Hi, David, the machine replied. Marian wrinkled her nose. Her own computer was severely English, restrained in its responses to her.
"Hi, David," she murmured, as if she was reading a headstone, and sighed.
The memory remained clear to her, ten years later. After Robbie's death, David had presented her with a battered cardboard box. His brother would have wanted you to have some of his books, he had offered with savage, tearless restraint. The gesture had, nevertheless, touched her and was meant to indicate emotion. In a moment of recollection a few days later, she had opened the box and examined the books from Robbie's childhood, adolescence, student days. Most of them unread, some of them even given to Robbie by herself.
And there was the well-thumbed copy of an anthology of Chinese poems of the eighth and ninth centuries in translation that she had given to David, not Robbie.
In his late teens, David had been reacting with unexpected, oversensitive ferocity to the prejudice of his fellow pupils, and she had bought him the book partly as a
salve to wounded pride. A leaf of paper bearing Robbie's scrawl had fallen from between the pages. The poem it had marked was annotated in David's neater hand.

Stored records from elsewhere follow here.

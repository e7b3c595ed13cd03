use crate::metadata::{
    TableBorderFormat, TableMetadataFormat, table_cell_metadata, update_table_cell_metadata,
    update_table_metadata,
};
use crate::model::{BlockGroup, Paragraph, Segment, SegmentFormat, Table, TableCellFormat};

pub const DEFAULT_COLUMN_WIDTH: f64 = 120.0;
pub const MIN_ROW_HEIGHT: f64 = 22.0;

/// Brings a table into the shape the rest of the editor expects: collapsed
/// borders, rectangular rows, no spans on the first row or column, a width
/// per column and at least one block per cell.
pub fn normalize_table(table: &mut Table, default_format: Option<&SegmentFormat>) {
    table.format.border_collapse = Some(true);
    table.format.use_border_box = Some(true);

    let columns = table.column_count();
    for (row_index, row) in table.rows.iter_mut().enumerate() {
        while row.cells.len() < columns {
            let format = row
                .cells
                .last()
                .and_then(BlockGroup::as_table_cell)
                .map(|props| props.format.clone())
                .unwrap_or_default();
            row.cells.push(BlockGroup::table_cell(false, false, false, format));
        }

        for (col_index, cell) in row.cells.iter_mut().enumerate() {
            if cell.blocks.is_empty() {
                let mut paragraph = Paragraph::implicit().with_segment(Segment::br());
                paragraph.segment_format = default_format.filter(|format| !format.is_empty()).cloned();
                cell.blocks.push(paragraph.into());
            }
            if let Some(props) = cell.as_table_cell_mut() {
                if row_index == 0 {
                    props.span_above = false;
                }
                if col_index == 0 {
                    props.span_left = false;
                }
                props.format.use_border_box = Some(true);
            }
        }

        if row.height <= 0.0 {
            row.height = MIN_ROW_HEIGHT;
        }
    }

    table.widths.truncate(columns);
    while table.widths.len() < columns {
        table.widths.push(DEFAULT_COLUMN_WIDTH);
    }
}

/// Re-derives borders, banding and header cells from the table metadata
/// merged with `new_format`, and stores the result as the new metadata.
///
/// Cells whose background was set by hand keep it when `keep_cell_shade` is
/// set; otherwise their override flag is cleared first.
pub fn apply_table_format(table: &mut Table, new_format: Option<&TableMetadataFormat>, keep_cell_shade: bool) {
    let mut effective = None;
    update_table_metadata(table, |current| {
        let format = new_format.cloned().or(current).unwrap_or_default();
        effective = Some(format.clone());
        Some(format)
    });
    let Some(format) = effective else {
        return;
    };

    if !keep_cell_shade {
        for row in &mut table.rows {
            for cell in &mut row.cells {
                update_table_cell_metadata(cell, |current| {
                    current.map(|mut metadata| {
                        metadata.bg_color_override = false;
                        metadata
                    })
                });
            }
        }
    }

    let row_count = table.rows.len();
    for (row_index, row) in table.rows.iter_mut().enumerate() {
        let col_count = row.cells.len();
        for (col_index, cell) in row.cells.iter_mut().enumerate() {
            let overrides = table_cell_metadata(cell).unwrap_or_default();
            let is_header = (format.has_header_row && row_index == 0)
                || (format.has_first_column && col_index == 0);
            let Some(props) = cell.as_table_cell_mut() else {
                continue;
            };
            props.is_header = is_header;

            if !overrides.border_override {
                set_borders(&mut props.format, &format, (row_index, col_index), (row_count, col_count));
            }
            if !overrides.bg_color_override {
                props.format.background_color = background_for(&format, row_index, col_index);
            }
            if !overrides.v_align_override && format.vertical_align.is_some() {
                props.format.vertical_align = format.vertical_align.clone();
            }
        }
    }
}

fn background_for(format: &TableMetadataFormat, row_index: usize, col_index: usize) -> Option<String> {
    if format.has_header_row && row_index == 0 {
        return format.header_row_color.clone();
    }
    if format.has_first_column && col_index == 0 {
        return None;
    }
    let odd = (format.has_banded_rows && row_index % 2 != 0) || (format.has_banded_columns && col_index % 2 != 0);
    if odd {
        format.bg_color_odd.clone()
    } else {
        format.bg_color_even.clone()
    }
}

fn border(color: &Option<String>) -> Option<String> {
    color.as_ref().map(|color| format!("1px solid {color}"))
}

fn set_borders(
    cell: &mut TableCellFormat,
    format: &TableMetadataFormat,
    (row, col): (usize, usize),
    (rows, cols): (usize, usize),
) {
    let is_first_row = row == 0;
    let is_last_row = row + 1 == rows;
    let is_first_col = col == 0;
    let is_last_col = col + 1 == cols;

    cell.border_top = border(&format.top_border_color);
    cell.border_bottom = border(&format.bottom_border_color);
    cell.border_left = border(&format.vertical_border_color);
    cell.border_right = border(&format.vertical_border_color);

    match format.table_border_format {
        TableBorderFormat::Default => {}
        TableBorderFormat::ListWithSideBorders => {
            if !is_first_col {
                cell.border_left = None;
            }
            if !is_last_col {
                cell.border_right = None;
            }
            if !is_first_row && !is_last_row {
                cell.border_top = None;
                cell.border_bottom = None;
            }
        }
        TableBorderFormat::NoHeaderBorders => {
            if is_first_row {
                cell.border_top = None;
                cell.border_left = None;
                cell.border_right = None;
            }
        }
        TableBorderFormat::NoSideBorders => {
            if is_first_col {
                cell.border_left = None;
            }
            if is_last_col {
                cell.border_right = None;
            }
        }
        TableBorderFormat::FirstColumnHeaderExternal => {
            if is_first_row && is_first_col {
                cell.border_top = None;
                cell.border_left = None;
            }
            if !is_first_col && !is_first_row {
                cell.border_left = None;
            }
        }
        TableBorderFormat::Clear => {
            cell.border_top = None;
            cell.border_bottom = None;
            cell.border_left = None;
            cell.border_right = None;
        }
    }
}

#[cfg(test)]
mod tests {
    use super::*;
    use crate::metadata::{TableCellMetadataFormat, table_metadata};

    #[test]
    fn normalize_makes_rows_rectangular() {
        let mut table = Table::with_size(2, 2);
        table.rows[1].cells.pop();
        if let Some(props) = table.rows[0].cells[1].as_table_cell_mut() {
            props.span_above = true;
        }

        normalize_table(&mut table, None);

        assert!(table.rows.iter().all(|row| row.cells.len() == 2));
        assert_eq!(table.widths, vec![DEFAULT_COLUMN_WIDTH; 2]);
        assert_eq!(table.format.border_collapse, Some(true));
        assert!(table.rows[0].cells[1].as_table_cell().is_some_and(|props| !props.span_above));
        assert!(table.rows.iter().flat_map(|row| &row.cells).all(|cell| cell.blocks.len() == 1));
    }

    #[test]
    fn apply_format_bands_rows_and_marks_header() {
        let mut table = Table::with_size(3, 2);
        let format = TableMetadataFormat {
            has_header_row: true,
            has_banded_rows: true,
            bg_color_even: Some("white".to_string()),
            bg_color_odd: Some("gray".to_string()),
            header_row_color: Some("blue".to_string()),
            ..TableMetadataFormat::default()
        };

        apply_table_format(&mut table, Some(&format), false);

        let background = |row: usize| {
            table.rows[row].cells[0]
                .as_table_cell()
                .and_then(|props| props.format.background_color.clone())
        };
        assert_eq!(background(0).as_deref(), Some("blue"));
        assert_eq!(background(1).as_deref(), Some("gray"));
        assert_eq!(background(2).as_deref(), Some("white"));
        assert!(table.rows[0].cells[1].as_table_cell().is_some_and(|props| props.is_header));
        assert_eq!(table_metadata(&table), Some(format));
    }

    #[test]
    fn keep_cell_shade_respects_overrides() {
        let mut table = Table::with_size(2, 1);
        if let Some(cell) = table.cell_mut(1, 0) {
            if let Some(props) = cell.as_table_cell_mut() {
                props.format.background_color = Some("pink".to_string());
            }
            update_table_cell_metadata(cell, |_| {
                Some(TableCellMetadataFormat {
                    bg_color_override: true,
                    ..TableCellMetadataFormat::default()
                })
            });
        }

        apply_table_format(&mut table, None, true);
        let shade = |table: &Table| {
            table.rows[1].cells[0]
                .as_table_cell()
                .and_then(|props| props.format.background_color.clone())
        };
        assert_eq!(shade(&table).as_deref(), Some("pink"));

        apply_table_format(&mut table, None, false);
        assert_eq!(shade(&table), None);
    }

    #[test]
    fn no_side_borders_drops_outer_vertical_borders() {
        let mut table = Table::with_size(1, 3);
        let format = TableMetadataFormat {
            table_border_format: TableBorderFormat::NoSideBorders,
            ..TableMetadataFormat::default()
        };

        apply_table_format(&mut table, Some(&format), true);

        let props = |col: usize| table.rows[0].cells[col].as_table_cell().cloned().unwrap_or_default();
        assert_eq!(props(0).format.border_left, None);
        assert!(props(1).format.border_left.is_some());
        assert_eq!(props(2).format.border_right, None);
        assert_eq!(props(1).format.border_top.as_deref(), Some("1px solid #ABABAB"));
    }
}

A poem by Tu Fu, To a Younger Brother. From the handwriting of the two brothers, she had worked out that David had evolved the passwords into his first computer by using lines from the poem and that Robbie had discovered the trick and had betrayed the tenderness implicit in David's choice by breaking into the computer.
She had never forgotten that small betrayal, nor the affection that had made David, years after she had bought the book, use that poem for his passwords.
Eight-twenty-eight. Time stunned. The way into the PC's menu was Rumours, the first English word of the poem. The Shadow might have been David himself, or Robbie. Now it was herself.
She felt very heated, her hands quivered. What did she want to know, what did she need? Wind in the dust prolongs our day of parting, the poem said, a metaphor for war. This was a different war, the one between her and David.
The menu unrolled on the screen. The vacuum cleaner, she realised, had ceased unnoticed in the next room. Towels changed, duster wiped over surfaces. She strained to hear, but there was only a murmur. Come on She summoned Millennium because it was obvious. The fraud was upon the Millennium Urban Regeneration Project. a list of charities? She had fumbled the camera from her handbag, but the screen seemed to mock her as she held it. She scrolled the information forward with a jabbing, angry forefinger. Contributions, schemes, the names of dignitaries…
Eight-thirty… The clearing of breakfast plates, the sense of coffee being served as sharply as if she had caught its aroma. The damp line across her forehead, at the roots of her hair… The Millennium file she had opened rolled to its engagingly innocent conclusion.
Ceremonies, fundraising, invitations, monetary gestures.
She returned the menu to the screen. Jabbed at Skyliner. She could hear the ticking of her blood's clock, accelerating. Investments, involvements, negotiations, the narrative of failure, the hurrah of recent success… innocent, all of it. Winterborne Holdings, she summoned. There was silence from the next-door room now.